An Interpretation of Partial Least Squares

Abstract
Univariate partial least squares (PLS) is a method of modeling relationships between a Y variable and other explanatory variables. It may be used with any number of explanatory variables, even far more than the number of observations. A simple interpretation is given that shows the method to be a straightforward and reasonable way of forming prediction equations. Its relationship to multivariate PLS, in which there are two or more Y variables, is examined, and an example is given in which it is compared by simulation with other methods of forming prediction equations. With univariate PLS, linear combinations of the explanatory variables are formed sequentially and related to Y by ordinary least squares regression.

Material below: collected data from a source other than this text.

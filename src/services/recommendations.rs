use std::sync::Arc;

use crate::{models::Track, services::providers::RecommendationProvider};

/// Query used for any label missing from the table
pub const DEFAULT_QUERY: &str = "chill music";

/// Result cap used by the reference deployment
pub const DEFAULT_RECOMMENDATION_LIMIT: usize = 5;

const QUERY_TABLE: [(&str, &str); 7] = [
    ("happy", "happy upbeat"),
    ("sad", "sad mellow"),
    ("angry", "angry intense"),
    ("surprise", "surprise energetic"),
    ("fear", "calm relaxing"),
    ("neutral", "chill neutral"),
    ("disgust", "disgust calm"),
];

/// Search query for a category label
pub fn query_for(label: &str) -> &'static str {
    QUERY_TABLE
        .iter()
        .find(|(category, _)| *category == label)
        .map(|(_, query)| *query)
        .unwrap_or(DEFAULT_QUERY)
}

/// Identifiers of tracks that expose one, in service ranking order
pub fn stable_ids(tracks: &[Track]) -> Vec<String> {
    tracks
        .iter()
        .filter_map(|track| track.stable_id())
        .map(str::to_string)
        .collect()
}

/// Turns a detected category into track recommendations
///
/// Never fails: a missing or failing provider yields no recommendations.
#[derive(Clone)]
pub struct RecommendationMapper {
    provider: Option<Arc<dyn RecommendationProvider>>,
    limit: usize,
}

impl RecommendationMapper {
    pub fn new(provider: Arc<dyn RecommendationProvider>, limit: usize) -> Self {
        Self {
            provider: Some(provider),
            limit,
        }
    }

    /// A mapper with no backing service; always recommends nothing
    pub fn disabled() -> Self {
        Self {
            provider: None,
            limit: DEFAULT_RECOMMENDATION_LIMIT,
        }
    }

    pub fn is_enabled(&self) -> bool {
        self.provider.is_some()
    }

    pub fn limit(&self) -> usize {
        self.limit
    }

    pub async fn recommend(&self, label: &str) -> Vec<String> {
        let Some(provider) = &self.provider else {
            return Vec::new();
        };
        if self.limit == 0 {
            return Vec::new();
        }

        let query = query_for(label);
        match provider.search_tracks(query, self.limit).await {
            Ok(tracks) => {
                let mut ids = stable_ids(&tracks);
                ids.truncate(self.limit);
                ids
            }
            Err(e) => {
                tracing::warn!(
                    error = %e,
                    provider = provider.name(),
                    category = %label,
                    query = %query,
                    "Recommendation search failed, continuing without recommendations"
                );
                Vec::new()
            }
        }
    }
}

It is shown that these linear combinations, here called components, may be viewed as weighted averages of predictors, where each predictor holds the residual information in an explanatory variable that is not contained in earlier components, and the quantity to be predicted is the vector of residuals from regressing Y against earlier components. A similar strategy is shown to underlie multivariate PLS, except that the quantity to be predicted is a weighted average of the residuals from separately regressing each Y variable against earlier components. This clarifies the differences between univariate and multivariate PLS, and it is argued that in most situations, the univariate method is likely to give the better prediction equations. In the example using simulation, univariate PLS is compared with four other methods of forming prediction equations: ordinary least squares, forward variable selection, principal components regression, and a Stein shrinkage method. Results suggest that PLS is a useful method for forming prediction equations when there are a large number of explanatory variables, particularly when the random error variance is large.